(Collected data entries)
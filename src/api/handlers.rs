//! REST API handlers for the delivery map
//!
//! These handlers use the shared MapService.

use axum::{extract::State, http::StatusCode, response::IntoResponse, Json};
use serde::{Deserialize, Serialize};
use std::sync::Arc;

use super::service::{MapService, SceneInput};
use crate::classify::LegendEntry;
use crate::models::{LatLon, RegionId};
use crate::pipeline::RenderCycle;

// ============================================================================
// Request / Response Types
// ============================================================================

#[derive(Deserialize)]
pub struct SceneRequest {
    pub delivery_csv: String,
    pub orders_csv: Option<String>,
    pub selection: Option<Vec<RegionId>>,
    pub show_orders: Option<bool>,
}

impl From<SceneRequest> for SceneInput {
    fn from(r: SceneRequest) -> Self {
        Self {
            delivery_csv: r.delivery_csv,
            orders_csv: r.orders_csv,
            selection: r.selection,
            show_orders: r.show_orders.unwrap_or(true),
        }
    }
}

#[derive(Deserialize)]
pub struct OriginsRequest {
    pub delivery_csv: String,
}

#[derive(Serialize)]
pub struct OriginsResponse {
    pub origins: Vec<RegionId>,
}

#[derive(Serialize)]
pub struct CentroidResponse {
    pub region: String,
    pub location: LatLon,
}

#[derive(Serialize)]
pub struct ErrorResponse {
    pub error: String,
}

type ApiError = (StatusCode, Json<ErrorResponse>);

fn api_error(status: StatusCode, error: impl ToString) -> ApiError {
    (status, Json(ErrorResponse { error: error.to_string() }))
}

// ============================================================================
// Handlers
// ============================================================================

pub type AppState = Arc<MapService>;

/// GET /api/v1/health
pub async fn health() -> impl IntoResponse {
    Json(serde_json::json!({"status": "ok"}))
}

/// GET /api/v1/legend
pub async fn get_legend(State(service): State<AppState>) -> Json<Vec<LegendEntry>> {
    Json(service.legend())
}

/// GET /api/v1/centroids
pub async fn get_centroids(State(service): State<AppState>) -> Json<Vec<CentroidResponse>> {
    let response = service
        .centroids()
        .into_iter()
        .map(|c| CentroidResponse {
            region: c.region.to_string(),
            location: c.location,
        })
        .collect();
    Json(response)
}

/// POST /api/v1/origins
pub async fn list_origins(
    State(service): State<AppState>,
    Json(req): Json<OriginsRequest>,
) -> Result<Json<OriginsResponse>, ApiError> {
    match service.origins(&req.delivery_csv) {
        Ok(origins) => Ok(Json(OriginsResponse { origins })),
        Err(e) => Err(api_error(StatusCode::UNPROCESSABLE_ENTITY, e)),
    }
}

/// POST /api/v1/scene
pub async fn render_scene(
    State(service): State<AppState>,
    Json(req): Json<SceneRequest>,
) -> Result<Json<RenderCycle>, ApiError> {
    match service.render(&SceneInput::from(req)).await {
        Ok(cycle) => {
            if let Some(e) = &cycle.delivery_error {
                return Err(api_error(StatusCode::UNPROCESSABLE_ENTITY, e));
            }
            Ok(Json(cycle))
        }
        Err(e) => Err(api_error(StatusCode::INTERNAL_SERVER_ERROR, e)),
    }
}
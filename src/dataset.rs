//! CSV ingestion for the delivery and orders uploads.
//!
//! The header is checked against the required column set before any row is
//! read. A single bad row rejects the whole dataset.

use crate::error::DatasetError;
use crate::models::{DatasetKind, DeliveryRow, OrderRecord, OrderRow, ShipmentRecord};
use csv::{ReaderBuilder, StringRecord, Trim};
use serde::de::DeserializeOwned;
use std::io::Read;
use tracing::{debug, info};

/// Verify that every required column of `kind` is present in `headers`
pub fn check_schema(kind: DatasetKind, headers: &StringRecord) -> Result<(), DatasetError> {
    let required = kind.required_columns();
    let missing: Vec<String> = required
        .iter()
        .filter(|col| !headers.iter().any(|h| h == **col))
        .map(|col| col.to_string())
        .collect();

    if missing.is_empty() {
        Ok(())
    } else {
        Err(DatasetError::Schema {
            kind,
            required: required.iter().map(|c| c.to_string()).collect(),
            missing,
        })
    }
}

fn read_dataset<R, Row, Record>(kind: DatasetKind, input: R) -> Result<Vec<Record>, DatasetError>
where
    R: Read,
    Row: DeserializeOwned,
    Record: From<Row>,
{
    let parse_err = |e: csv::Error| DatasetError::Parse {
        kind,
        message: e.to_string(),
    };

    let mut reader = ReaderBuilder::new()
        .has_headers(true)
        .trim(Trim::All)
        .from_reader(input);

    let headers = reader.headers().map_err(parse_err)?.clone();
    debug!("{} CSV header: {:?}", kind, headers);
    check_schema(kind, &headers)?;

    let records = reader
        .deserialize::<Row>()
        .map(|row| row.map(Record::from).map_err(parse_err))
        .collect::<Result<Vec<Record>, DatasetError>>()?;

    info!("Parsed {} records from {} CSV", records.len(), kind);
    Ok(records)
}

/// Parse the delivery CSV (`state_from`, `state_to`, `time_dalivery`)
pub fn parse_deliveries<R: Read>(input: R) -> Result<Vec<ShipmentRecord>, DatasetError> {
    read_dataset::<R, DeliveryRow, ShipmentRecord>(DatasetKind::Delivery, input)
}

/// Parse the orders CSV (`state_from`, `state_to`, `count_deliv`)
pub fn parse_orders<R: Read>(input: R) -> Result<Vec<OrderRecord>, DatasetError> {
    read_dataset::<R, OrderRow, OrderRecord>(DatasetKind::Orders, input)
}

#### Task directions
Whatever the number of entries above, each one is to be copied exactly.

#### Answer for the task
filename src/api/handlers.rs
//! REST API handlers for the delivery map
//!
//! These handlers use the shared MapService.

use axum::{extract::State, http::StatusCode, response::IntoResponse, Json};
use serde::{Deserialize, Serialize};
use std::sync::Arc;

use super::service::{MapService, SceneInput};
use crate::classify::LegendEntry;
use crate::models::{LatLon, RegionId};
use crate::pipeline::RenderCycle;

// ============================================================================
// Request / Response Types
// ============================================================================

#[derive(Deserialize)]
pub struct SceneRequest {
    pub delivery_csv: String,
    pub orders_csv: Option<String>,
    pub selection: Option<Vec<RegionId>>,
    pub show_orders: Option<bool>,
}

impl From<SceneRequest> for SceneInput {
    fn from(r: SceneRequest) -> Self {
        Self {
            delivery_csv: r.delivery_csv,
            orders_csv: r.orders_csv,
            selection: r.selection,
            show_orders: r.show_orders.unwrap_or(true),
        }
    }
}

#[derive(Deserialize)]
pub struct OriginsRequest {
    pub delivery_csv: String,
}

#[derive(Serialize)]
pub struct OriginsResponse {
    pub origins: Vec<RegionId>,
}

#[derive(Serialize)]
pub struct CentroidResponse {
    pub region: String,
    pub location: LatLon,
}

#[derive(Serialize)]
pub struct ErrorResponse {
    pub error: String,
}

type ApiError = (StatusCode, Json<ErrorResponse>);

fn api_error(status: StatusCode, error: impl ToString) -> ApiError {
    (status, Json(ErrorResponse { error: error.to_string() }))
}

// ============================================================================
// Handlers
// ============================================================================

pub type AppState = Arc<MapService>;

/// GET /api/v1/health
pub async fn health() -> impl IntoResponse {
    Json(serde_json::json!({"status": "ok"}))
}

/// GET /api/v1/legend
pub async fn get_legend(State(service): State<AppState>) -> Json<Vec<LegendEntry>> {
    Json(service.legend())
}

/// GET /api/v1/centroids
pub async fn get_centroids(State(service): State<AppState>) -> Json<Vec<CentroidResponse>> {
    let response = service
        .centroids()
        .into_iter()
        .map(|c| CentroidResponse {
            region: c.region.to_string(),
            location: c.location,
        })
        .collect();
    Json(response)
}

/// POST /api/v1/origins
pub async fn list_origins(
    State(service): State<AppState>,
    Json(req): Json<OriginsRequest>,
) -> Result<Json<OriginsResponse>, ApiError> {
    match service.origins(&req.delivery_csv) {
        Ok(origins) => Ok(Json(OriginsResponse { origins })),
        Err(e) => Err(api_error(StatusCode::UNPROCESSABLE_ENTITY, e)),
    }
}

/// POST /api/v1/scene
pub async fn render_scene(
    State(service): State<AppState>,
    Json(req): Json<SceneRequest>,
) -> Result<Json<RenderCycle>, ApiError> {
    match service.render(&SceneInput::from(req)).await {
        Ok(cycle) => {
            if let Some(e) = &cycle.delivery_error {
                return Err(api_error(StatusCode::UNPROCESSABLE_ENTITY, e));
            }
            Ok(Json(cycle))
        }
        Err(e) => Err(api_error(StatusCode::INTERNAL_SERVER_ERROR, e)),
    }
}
filename src/dataset.rs
//! CSV ingestion for the delivery and orders uploads.
//!
//! The header is checked against the required column set before any row is
//! read. A single bad row rejects the whole dataset.

use crate::error::DatasetError;
use crate::models::{DatasetKind, DeliveryRow, OrderRecord, OrderRow, ShipmentRecord};
use csv::{ReaderBuilder, StringRecord, Trim};
use serde::de::DeserializeOwned;
use std::io::Read;
use tracing::{debug, info};

/// Verify that every required column of `kind` is present in `headers`
pub fn check_schema(kind: DatasetKind, headers: &StringRecord) -> Result<(), DatasetError> {
    let required = kind.required_columns();
    let missing: Vec<String> = required
        .iter()
        .filter(|col| !headers.iter().any(|h| h == **col))
        .map(|col| col.to_string())
        .collect();

    if missing.is_empty() {
        Ok(())
    } else {
        Err(DatasetError::Schema {
            kind,
            required: required.iter().map(|c| c.to_string()).collect(),
            missing,
        })
    }
}

fn read_dataset<R, Row, Record>(kind: DatasetKind, input: R) -> Result<Vec<Record>, DatasetError>
where
    R: Read,
    Row: DeserializeOwned,
    Record: From<Row>,
{
    let parse_err = |e: csv::Error| DatasetError::Parse {
        kind,
        message: e.to_string(),
    };

    let mut reader = ReaderBuilder::new()
        .has_headers(true)
        .trim(Trim::All)
        .from_reader(input);

    let headers = reader.headers().map_err(parse_err)?.clone();
    debug!("{} CSV header: {:?}", kind, headers);
    check_schema(kind, &headers)?;

    let records = reader
        .deserialize::<Row>()
        .map(|row| row.map(Record::from).map_err(parse_err))
        .collect::<Result<Vec<Record>, DatasetError>>()?;

    info!("Parsed {} records from {} CSV", records.len(), kind);
    Ok(records)
}

/// Parse the delivery CSV (`state_from`, `state_to`, `time_dalivery`)
pub fn parse_deliveries<R: Read>(input: R) -> Result<Vec<ShipmentRecord>, DatasetError> {
    read_dataset::<R, DeliveryRow, ShipmentRecord>(DatasetKind::Delivery, input)
}

/// Parse the orders CSV (`state_from`, `state_to`, `count_deliv`)
pub fn parse_orders<R: Read>(input: R) -> Result<Vec<OrderRecord>, DatasetError> {
    read_dataset::<R, OrderRow, OrderRecord>(DatasetKind::Orders, input)
}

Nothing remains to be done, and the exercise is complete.